───── Dataset extract

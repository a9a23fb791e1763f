//! Reads `sd-command.yaml` manifests.

use std::path::Path;

use sd_cmd_common::CommandSpec;

use crate::domain::error::CmdError;

/// Raw manifest text, as sent to the validator.
///
/// # Errors
///
/// Returns `CmdError::Manifest` if the file cannot be read.
pub fn read_manifest(path: &Path) -> Result<String, CmdError> {
    std::fs::read_to_string(path).map_err(|e| CmdError::Manifest {
        path: path.to_path_buf(),
        detail: e.to_string(),
    })
}

/// Read and parse a manifest.
///
/// # Errors
///
/// Returns `CmdError::Manifest` if the file cannot be read or is not a
/// valid command manifest.
pub fn load_manifest(path: &Path) -> Result<CommandSpec, CmdError> {
    let text = read_manifest(path)?;
    serde_yaml::from_str(&text).map_err(|e| CmdError::Manifest {
        path: path.to_path_buf(),
        detail: e.to_string(),
    })
}
//! Observability sinks for probe statements
//!
//! `PostgresConnection::check_with` notifies an observer before each caller
//! supplied statement runs. The notification is informational only and can
//! never fail the check.

use std::fmt::Debug;

/// Receives a note before each probe statement executes
pub trait CheckObserver: Send + Sync + Debug {
    /// Called with the statement that is about to run
    fn on_statement(&self, statement: &str);
}

/// Observer that discards every note
#[derive(Debug, Clone, Copy, Default)]
pub struct NoopObserver;

impl CheckObserver for NoopObserver {
    fn on_statement(&self, _statement: &str) {}
}

/// Observer that emits each note as a `tracing` info event
#[derive(Debug, Clone, Copy, Default)]
pub struct TracingObserver;

impl CheckObserver for TracingObserver {
    fn on_statement(&self, statement: &str) {
        tracing::info!(statement = %statement, "Checking postgres with statement");
    }
}
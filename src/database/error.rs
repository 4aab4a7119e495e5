use std::fmt;
use std::time::Duration;

use sea_orm::DbErr;
use thiserror::Error;

/// Phase of [`connect`](super::connect) that failed
#[derive(Debug, Clone, Copy, PartialEq, Eq)]
pub enum ConnectPhase {
    /// The driver refused to build a connection from the DSN
    Open,
    /// The connection was built but the liveness probe failed
    Check,
}

impl fmt::Display for ConnectPhase {
    fn fmt(&self, f: &mut fmt::Formatter<'_>) -> fmt::Result {
        match self {
            ConnectPhase::Open => write!(f, "could not open connection"),
            ConnectPhase::Check => write!(f, "connection check failed"),
        }
    }
}

/// Errors raised while opening or checking a database connection
#[derive(Error, Debug)]
pub enum DatabaseError {
    /// Opening or verifying a new connection failed
    #[error("{phase}: {source}")]
    Connection {
        phase: ConnectPhase,
        #[source]
        source: Box<DatabaseError>,
    },

    /// A caller supplied probe statement failed
    #[error("failed check on statement {statement}: {source}")]
    Check {
        statement: String,
        #[source]
        source: Box<DatabaseError>,
    },

    /// The statement did not complete before its deadline
    #[error("statement did not complete within {0:?}")]
    Timeout(Duration),

    /// Error reported by the driver
    #[error(transparent)]
    Driver(#[from] DbErr),
}

impl DatabaseError {
    pub(crate) fn connection(phase: ConnectPhase, source: DatabaseError) -> Self {
        DatabaseError::Connection {
            phase,
            source: Box::new(source),
        }
    }

    pub(crate) fn check(statement: &str, source: DatabaseError) -> Self {
        DatabaseError::Check {
            statement: statement.to_string(),
            source: Box::new(source),
        }
    }

    /// Phase of `connect` that failed, if this is a connection error
    pub fn phase(&self) -> Option<ConnectPhase> {
        match self {
            DatabaseError::Connection { phase, .. } => Some(*phase),
            _ => None,
        }
    }

    /// Statement that failed, if this is (or wraps) a check error
    pub fn statement(&self) -> Option<&str> {
        match self {
            DatabaseError::Check { statement, .. } => Some(statement),
            DatabaseError::Connection { source, .. } => source.statement(),
            _ => None,
        }
    }

    /// Whether a probe timeout is anywhere in the chain
    pub fn is_timeout(&self) -> bool {
        match self {
            DatabaseError::Timeout(_) => true,
            DatabaseError::Connection { source, .. } | DatabaseError::Check { source, .. } => {
                source.is_timeout()
            }
            DatabaseError::Driver(_) => false,
        }
    }
}
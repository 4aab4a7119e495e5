//! Cache connection contract
//!
//! The datastore does not ship a cache client. Applications plug one in by
//! implementing [`CacheConnector`], which follows the same open-then-verify
//! shape as the database connection: either a ready handle comes back within
//! `timeout_seconds`, or an error does.

use async_trait::async_trait;
use std::fmt::Debug;
use thiserror::Error;

use crate::metrics;

/// Failure reported while connecting to the cache
#[derive(Error, Debug)]
pub enum CacheError {
    /// The connector could not produce a ready handle
    #[error("could not connect to cache: {0}")]
    Connect(#[source] Box<dyn std::error::Error + Send + Sync>),
}

/// Opens and verifies a cache connection
#[async_trait]
pub trait CacheConnector: Send + Sync + Debug {
    /// Ready-to-use cache handle
    type Handle: Send;

    /// Error reported by the underlying cache client
    type Error: std::error::Error + Send + Sync + 'static;

    /// Connect to the cache at `dsn`, giving up after `timeout_seconds`
    async fn connect(&self, dsn: &str, timeout_seconds: u64) -> Result<Self::Handle, Self::Error>;
}

/// Connect to the cache through `connector`
#[tracing::instrument(skip(connector, dsn))]
pub async fn connect_cache<C>(
    connector: &C,
    dsn: &str,
    timeout_seconds: u64,
) -> Result<C::Handle, CacheError>
where
    C: CacheConnector,
{
    match connector.connect(dsn, timeout_seconds).await {
        Ok(handle) => {
            tracing::debug!("Cache connection ready");
            metrics::record_connection("cache", true);
            Ok(handle)
        }
        Err(e) => {
            tracing::error!(error = %e, "Could not connect to cache");
            metrics::record_connection("cache", false);
            Err(CacheError::Connect(Box::new(e)))
        }
    }
}
//! End-to-end tests for the `hilbert` binary

use std::io::Write;
use std::process::{Command, Output, Stdio};
use tempfile::NamedTempFile;

const HILBERT_KS: &str = "\
# K
(A => (B => A))
# S
((A => (B => C)) => ((A => B) => (A => C)))
";

fn axiom_file(contents: &str) -> NamedTempFile {
    let mut file = NamedTempFile::new().expect("create temp file");
    file.write_all(contents.as_bytes()).expect("write axioms");
    file
}

fn run(goal: &str, axioms: &NamedTempFile, toggles: &[&str]) -> Output {
    let mut child = Command::new(env!("CARGO_BIN_EXE_hilbert"))
        .arg(axioms.path())
        .args(toggles)
        .env_remove("RUST_LOG")
        .stdin(Stdio::piped())
        .stdout(Stdio::piped())
        .stderr(Stdio::piped())
        .spawn()
        .expect("spawn hilbert");
    child
        .stdin
        .take()
        .unwrap()
        .write_all(goal.as_bytes())
        .unwrap();
    child.wait_with_output().expect("wait for hilbert")
}

fn stdout(output: &Output) -> String {
    String::from_utf8(output.stdout.clone()).unwrap()
}

#[test]
fn test_proves_identity() {
    let axioms = axiom_file(HILBERT_KS);
    let output = run("(A => A)\n", &axioms, &[]);
    assert!(output.status.success());
    let out = stdout(&output);
    assert!(out.starts_with("TERMS:\n    A\n    (A => A)\n\nGOAL FOUND!\n"));
    assert!(out.contains("|- (A => A)"));
}

#[test]
fn test_unproved_exit_status() {
    let axioms = axiom_file("(A => (B => A))\n");
    let output = run("(p => p)\n", &axioms, &[]);
    assert!(!output.status.success());
    assert_eq!(stdout(&output), "TERMS:\n    p\n    (p => p)\n\n");
}

#[test]
fn test_toggles() {
    let axioms = axiom_file("(A => (B => A))\n");
    let output = run("(p => p)\n", &axioms, &["+backward", "-history"]);
    assert!(output.status.success());
    assert!(!stdout(&output).contains("DEDUCTED"));

    let output = run("(p => p)\n", &axioms, &["+axioms"]);
    let out = stdout(&output);
    assert!(out.contains("Axiom: (A => (B => A))\n   Axiom = (A => (B => A))\n"));
}

#[test]
fn test_unknown_toggle_is_ignored() {
    let axioms = axiom_file(HILBERT_KS);
    let output = run("(A => A)\n", &axioms, &["+verbose"]);
    assert!(output.status.success());
    let stderr = String::from_utf8(output.stderr).unwrap();
    assert!(stderr.contains("+verbose"));
}

#[test]
fn test_json_output() {
    let axioms = axiom_file(HILBERT_KS);
    let output = run("(A => A)\n", &axioms, &["-history", "+json"]);
    let out = stdout(&output);
    let json_start = out.find('{').expect("json object in output");
    let json: serde_json::Value = serde_json::from_str(&out[json_start..]).unwrap();
    assert_eq!(json["proved"], true);
    assert_eq!(json["goal"], "(A => A)");
}

#[test]
fn test_parse_error_on_goal() {
    let axioms = axiom_file(HILBERT_KS);
    let output = run("(p => \n", &axioms, &[]);
    assert!(!output.status.success());
    let stderr = String::from_utf8(output.stderr).unwrap();
    assert!(stderr.starts_with("error: "));
}

#[test]
fn test_empty_goal() {
    let axioms = axiom_file(HILBERT_KS);
    let output = run("", &axioms, &[]);
    assert!(!output.status.success());
    let stderr = String::from_utf8(output.stderr).unwrap();
    assert!(stderr.contains("no goal formula"));
}

#[test]
fn test_deeply_nested_goal_fails_cleanly() {
    let axioms = axiom_file(HILBERT_KS);
    let goal = format!("{}p\n", "!".repeat(5_000));
    let output = run(&goal, &axioms, &["-history"]);
    assert_eq!(output.status.code(), Some(1));
    let stderr = String::from_utf8(output.stderr).unwrap();
    assert!(stderr.starts_with("error: "), "{}", stderr);
    assert!(stderr.contains("nested deeper than 256"), "{}", stderr);
}
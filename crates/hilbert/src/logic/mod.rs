//! Propositional logic data structures
//!
//! Formulas over implication and negation, and the term universe built
//! from a goal.

pub mod formula;
pub mod terms;


pub use formula::{
    Formula, FormulaError, FormulaKind, MAX_ATOM_LEN, MAX_FORMULA_DEPTH, META_VARIABLE_NAMES,
};
pub use terms::{build_terms, TermUniverse};
//! Meta-variable substitutions for axiom templates

use crate::error::{ProverError, Result};
use crate::logic::{Formula, FormulaKind};

/// One of the reserved template atoms
#[derive(Debug, Copy, Clone, PartialEq, Eq, Hash)]
pub enum MetaVariable {
    A,
    B,
    C,
}

impl MetaVariable {
    pub fn from_name(name: &str) -> Option<Self> {
        match name {
            "A" => Some(MetaVariable::A),
            "B" => Some(MetaVariable::B),
            "C" => Some(MetaVariable::C),
            _ => None,
        }
    }

    pub fn name(self) -> &'static str {
        match self {
            MetaVariable::A => "A",
            MetaVariable::B => "B",
            MetaVariable::C => "C",
        }
    }

    fn slot(self) -> usize {
        self as usize
    }
}

/// A (possibly partial) binding of `A`, `B`, `C` to terms
#[derive(Debug, Clone, Default, PartialEq, Eq)]
pub struct Substitution {
    bindings: [Option<Formula>; 3],
}

impl Substitution {
    /// Create a new empty substitution
    pub fn new() -> Self {
        Substitution::default()
    }

    /// Substitution binding all three meta-variables
    pub fn full(a: Formula, b: Formula, c: Formula) -> Self {
        Substitution {
            bindings: [Some(a), Some(b), Some(c)],
        }
    }

    pub fn insert(&mut self, var: MetaVariable, term: Formula) {
        self.bindings[var.slot()] = Some(term);
    }

    pub fn get(&self, var: MetaVariable) -> Option<&Formula> {
        self.bindings[var.slot()].as_ref()
    }

    /// Apply to a template. Atoms other than `A`, `B`, `C` are kept as-is.
    pub fn apply(&self, template: &Formula) -> Result<Formula> {
        match template.kind() {
            FormulaKind::Atom(name) => match MetaVariable::from_name(name) {
                Some(var) => self.get(var).cloned().ok_or_else(|| {
                    ProverError::UnboundMetaVariable {
                        name: var.name().to_string(),
                    }
                }),
                None => Ok(template.clone()),
            },
            FormulaKind::Not(inner) => Ok(Formula::not(self.apply(inner)?)),
            FormulaKind::Implies(left, right) => {
                Ok(Formula::implies(self.apply(left)?, self.apply(right)?))
            }
        }
    }
}

/// Instantiate `template` under `subst`
pub fn substitute(template: &Formula, subst: &Substitution) -> Result<Formula> {
    subst.apply(template)
}
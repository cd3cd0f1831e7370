//! Proof search over the fact store
//!
//! Two independent strategies share the pool:
//!
//! - **Forward** ([`saturate`]): modus ponens to a fixed point, recording
//!   provenance for every derived fact.
//! - **Backward** ([`BackwardProver`]): depth-bounded goal reduction with
//!   scoped hypotheses, used when forward saturation misses the goal. It
//!   answers yes/no and never writes to the pool.

pub mod backward;
pub mod forward;


pub use backward::{Assumptions, BackwardProver, BackwardStats, DEFAULT_MAX_DEPTH};
pub use forward::{saturate, SaturationConfig, SaturationResult};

──────────

## Task to complete
Everything from the first line of the records through the line containing "pub enum ConnectPhase" is to be set down exactly, while later lines are left out.

## Written reply
repository a9a23fb791e1763f
//! Reads `sd-command.yaml` manifests.

use std::path::Path;

use sd_cmd_common::CommandSpec;

use crate::domain::error::CmdError;

/// Raw manifest text, as sent to the validator.
///
/// # Errors
///
/// Returns `CmdError::Manifest` if the file cannot be read.
pub fn read_manifest(path: &Path) -> Result<String, CmdError> {
    std::fs::read_to_string(path).map_err(|e| CmdError::Manifest {
        path: path.to_path_buf(),
        detail: e.to_string(),
    })
}

/// Read and parse a manifest.
///
/// # Errors
///
/// Returns `CmdError::Manifest` if the file cannot be read or is not a
/// valid command manifest.
pub fn load_manifest(path: &Path) -> Result<CommandSpec, CmdError> {
    let text = read_manifest(path)?;
    serde_yaml::from_str(&text).map_err(|e| CmdError::Manifest {
        path: path.to_path_buf(),
        detail: e.to_string(),
    })
}
//! Observability sinks for probe statements
//!
//! `PostgresConnection::check_with` notifies an observer before each caller
//! supplied statement runs. The notification is informational only and can
//! never fail the check.

use std::fmt::Debug;

/// Receives a note before each probe statement executes
pub trait CheckObserver: Send + Sync + Debug {
    /// Called with the statement that is about to run
    fn on_statement(&self, statement: &str);
}

/// Observer that discards every note
#[derive(Debug, Clone, Copy, Default)]
pub struct NoopObserver;

impl CheckObserver for NoopObserver {
    fn on_statement(&self, _statement: &str) {}
}

/// Observer that emits each note as a `tracing` info event
#[derive(Debug, Clone, Copy, Default)]
pub struct TracingObserver;

impl CheckObserver for TracingObserver {
    fn on_statement(&self, statement: &str) {
        tracing::info!(statement = %statement, "Checking postgres with statement");
    }
}
filename src/database/error.rs
repository 4aab4a7119e495e5
use std::fmt;
use std::time::Duration;

use sea_orm::DbErr;
use thiserror::Error;

/// Phase of [`connect`](super::connect) that failed
#[derive(Debug, Clone, Copy, PartialEq, Eq)]
pub enum ConnectPhase {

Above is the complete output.